_ASSIGNMENT:_
What is needed here is an exact transcription of the entries that follow.

_Recorded data:_
//! Interceptor pipeline
//!
//! The request and response stages wrapped around the transport as a single tower
//! layer. Any service speaking `ApiRequest -> ApiResponse` with a
//! [`TransportFailure`] error can sit underneath, which is how tests swap the
//! network for a `service_fn`.

use std::{
    future::Future,
    pin::Pin,
    task::{Context, Poll},
};

use serde::de::DeserializeOwned;
use serde_json::{Value, json};
use tower::{Layer, Service, ServiceBuilder, ServiceExt};

use crate::{
    config::GateConfig,
    error::{ApiError, TransportFailure},
    events::AuthEvents,
    request::{ApiRequest, ApiResponse},
    routes::NavigatorState,
    session::SessionState,
    transport::ReqwestTransport,
};

pub mod request;
pub mod response;

pub use request::RequestInterceptor;
pub use response::ResponseInterceptor;

/// InterceptorLayer
///
/// Wraps a transport service with both interceptor stages.
#[derive(Clone)]
pub struct InterceptorLayer {
    request: RequestInterceptor,
    response: ResponseInterceptor,
}

impl InterceptorLayer {
    pub fn new(request: RequestInterceptor, response: ResponseInterceptor) -> Self {
        Self { request, response }
    }
}

impl<S> Layer<S> for InterceptorLayer {
    type Service = InterceptorService<S>;

    fn layer(&self, inner: S) -> Self::Service {
        InterceptorService {
            inner,
            request: self.request.clone(),
            response: self.response.clone(),
        }
    }
}

/// InterceptorService
///
/// The request stage runs to completion before the inner call is created; the
/// response stage runs on that same call's failure, including timeouts and
/// aborted connections.
#[derive(Clone)]
pub struct InterceptorService<S> {
    inner: S,
    request: RequestInterceptor,
    response: ResponseInterceptor,
}

impl<S> Service<ApiRequest> for InterceptorService<S>
where
    S: Service<ApiRequest, Response = ApiResponse, Error = TransportFailure>,
    S::Future: Send + 'static,
{
    type Response = ApiResponse;
    type Error = ApiError;
    type Future = Pin<Box<dyn Future<Output = Result<ApiResponse, ApiError>> + Send>>;

    fn poll_ready(&mut self, cx: &mut Context<'_>) -> Poll<Result<(), Self::Error>> {
        match self.inner.poll_ready(cx) {
            Poll::Ready(Err(failure)) => Poll::Ready(Err(self.response.on_error(failure))),
            other => other.map(|_| Ok(())),
        }
    }

    fn call(&mut self, req: ApiRequest) -> Self::Future {
        let req = self.request.intercept(req);
        let response = self.response.clone();
        let call = self.inner.call(req);

        Box::pin(async move { call.await.map_err(|failure| response.on_error(failure)) })
    }
}

/// ApiClient
///
/// What application code talks to: the interceptor pipeline over reqwest.
#[derive(Clone)]
pub struct ApiClient {
    service: InterceptorService<ReqwestTransport>,
}

impl ApiClient {
    pub fn new(
        config: &GateConfig,
        session: SessionState,
        events: AuthEvents,
        navigator: NavigatorState,
    ) -> Result<Self, reqwest::Error> {
        let transport = ReqwestTransport::new(config)?;
        let layer = InterceptorLayer::new(
            RequestInterceptor::from_config(session.clone(), config),
            ResponseInterceptor::new(session, events, navigator),
        );

        Ok(Self {
            service: ServiceBuilder::new().layer(layer).service(transport),
        })
    }

    pub async fn send(&self, req: ApiRequest) -> Result<ApiResponse, ApiError> {
        self.service.clone().oneshot(req).await
    }

    pub async fn get(&self, target: &str) -> Result<ApiResponse, ApiError> {
        self.send(ApiRequest::get(target)).await
    }

    pub async fn get_json<T: DeserializeOwned>(&self, target: &str) -> Result<T, ApiError> {
        let response = self.get(target).await?;
        decode(&response)
    }

    pub async fn post_json<T: DeserializeOwned>(
        &self,
        target: &str,
        body: Value,
    ) -> Result<T, ApiError> {
        let response = self.send(ApiRequest::post(target).json(body)).await?;
        decode(&response)
    }

    pub async fn put_json<T: DeserializeOwned>(
        &self,
        target: &str,
        body: Value,
    ) -> Result<T, ApiError> {
        let response = self.send(ApiRequest::put(target).json(body)).await?;
        decode(&response)
    }

    pub async fn delete(&self, target: &str) -> Result<ApiResponse, ApiError> {
        self.send(ApiRequest::delete(target)).await
    }
}

fn decode<T: DeserializeOwned>(response: &ApiResponse) -> Result<T, ApiError> {
    response.json().map_err(|e| {
        let message = format!("invalid JSON in response: {e}");
        ApiError {
            status: Some(response.status.as_u16()),
            details: json!({ "message": message }),
            message,
        }
    })
}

_TASK RESULT:_
//! Interceptor pipeline
//!
//! The request and response stages wrapped around the transport as a single tower
//! layer. Any service speaking `ApiRequest -> ApiResponse` with a
//! [`TransportFailure`] error can sit underneath, which is how tests swap the
//! network for a `service_fn`.

use std::{
    future::Future,
    pin::Pin,
    task::{Context, Poll},
};

use serde::de::DeserializeOwned;
use serde_json::{Value, json};
use tower::{Layer, Service, ServiceBuilder, ServiceExt};

use crate::{
    config::GateConfig,
    error::{ApiError, TransportFailure},
    events::AuthEvents,
    request::{ApiRequest, ApiResponse},
    routes::NavigatorState,
    session::SessionState,
    transport::ReqwestTransport,
};

pub mod request;
pub mod response;

pub use request::RequestInterceptor;
pub use response::ResponseInterceptor;

/// InterceptorLayer
///
/// Wraps a transport service with both interceptor stages.
#[derive(Clone)]
pub struct InterceptorLayer {
    request: RequestInterceptor,
    response: ResponseInterceptor,
}

impl InterceptorLayer {
    pub fn new(request: RequestInterceptor, response: ResponseInterceptor) -> Self {
        Self { request, response }
    }
}

impl<S> Layer<S> for InterceptorLayer {
    type Service = InterceptorService<S>;

    fn layer(&self, inner: S) -> Self::Service {
        InterceptorService {
            inner,
            request: self.request.clone(),
            response: self.response.clone(),
        }
    }
}

/// InterceptorService
///
/// The request stage runs to completion before the inner call is created; the
/// response stage runs on that same call's failure, including timeouts and
/// aborted connections.
#[derive(Clone)]
pub struct InterceptorService<S> {
    inner: S,
    request: RequestInterceptor,
    response: ResponseInterceptor,
}

impl<S> Service<ApiRequest> for InterceptorService<S>
where
    S: Service<ApiRequest, Response = ApiResponse, Error = TransportFailure>,
    S::Future: Send + 'static,
{
    type Response = ApiResponse;
    type Error = ApiError;
    type Future = Pin<Box<dyn Future<Output = Result<ApiResponse, ApiError>> + Send>>;

    fn poll_ready(&mut self, cx: &mut Context<'_>) -> Poll<Result<(), Self::Error>> {
        match self.inner.poll_ready(cx) {
            Poll::Ready(Err(failure)) => Poll::Ready(Err(self.response.on_error(failure))),
            other => other.map(|_| Ok(())),
        }
    }

    fn call(&mut self, req: ApiRequest) -> Self::Future {
        let req = self.request.intercept(req);
        let response = self.response.clone();
        let call = self.inner.call(req);

        Box::pin(async move { call.await.map_err(|failure| response.on_error(failure)) })
    }
}

/// ApiClient
///
/// What application code talks to: the interceptor pipeline over reqwest.
#[derive(Clone)]
pub struct ApiClient {
    service: InterceptorService<ReqwestTransport>,
}

impl ApiClient {
    pub fn new(
        config: &GateConfig,
        session: SessionState,
        events: AuthEvents,
        navigator: NavigatorState,
    ) -> Result<Self, reqwest::Error> {
        let transport = ReqwestTransport::new(config)?;
        let layer = InterceptorLayer::new(
            RequestInterceptor::from_config(session.clone(), config),
            ResponseInterceptor::new(session, events, navigator),
        );

        Ok(Self {
            service: ServiceBuilder::new().layer(layer).service(transport),
        })
    }

    pub async fn send(&self, req: ApiRequest) -> Result<ApiResponse, ApiError> {
        self.service.clone().oneshot(req).await
    }

    pub async fn get(&self, target: &str) -> Result<ApiResponse, ApiError> {
        self.send(ApiRequest::get(target)).await
    }

    pub async fn get_json<T: DeserializeOwned>(&self, target: &str) -> Result<T, ApiError> {
        let response = self.get(target).await?;
        decode(&response)
    }

    pub async fn post_json<T: DeserializeOwned>(
        &self,
        target: &str,
        body: Value,
    ) -> Result<T, ApiError> {
        let response = self.send(ApiRequest::post(target).json(body)).await?;
        decode(&response)
    }

    pub async fn put_json<T: DeserializeOwned>(
        &self,
        target: &str,
        body: Value,
    ) -> Result<T, ApiError> {
        let response = self.send(ApiRequest::put(target).json(body)).await?;
        decode(&response)
    }

    pub async fn delete(&self, target: &str) -> Result<ApiResponse, ApiError> {
        self.send(ApiRequest::delete(target)).await
    }
}

fn decode<T: DeserializeOwned>(response: &ApiResponse) -> Result<T, ApiError> {
    response.json().map_err(|e| {
        let message = format!("invalid JSON in response: {e}");
        ApiError {
            status: Some(response.status.as_u16()),
            details: json!({ "message": message }),
            message,
        }
    })
}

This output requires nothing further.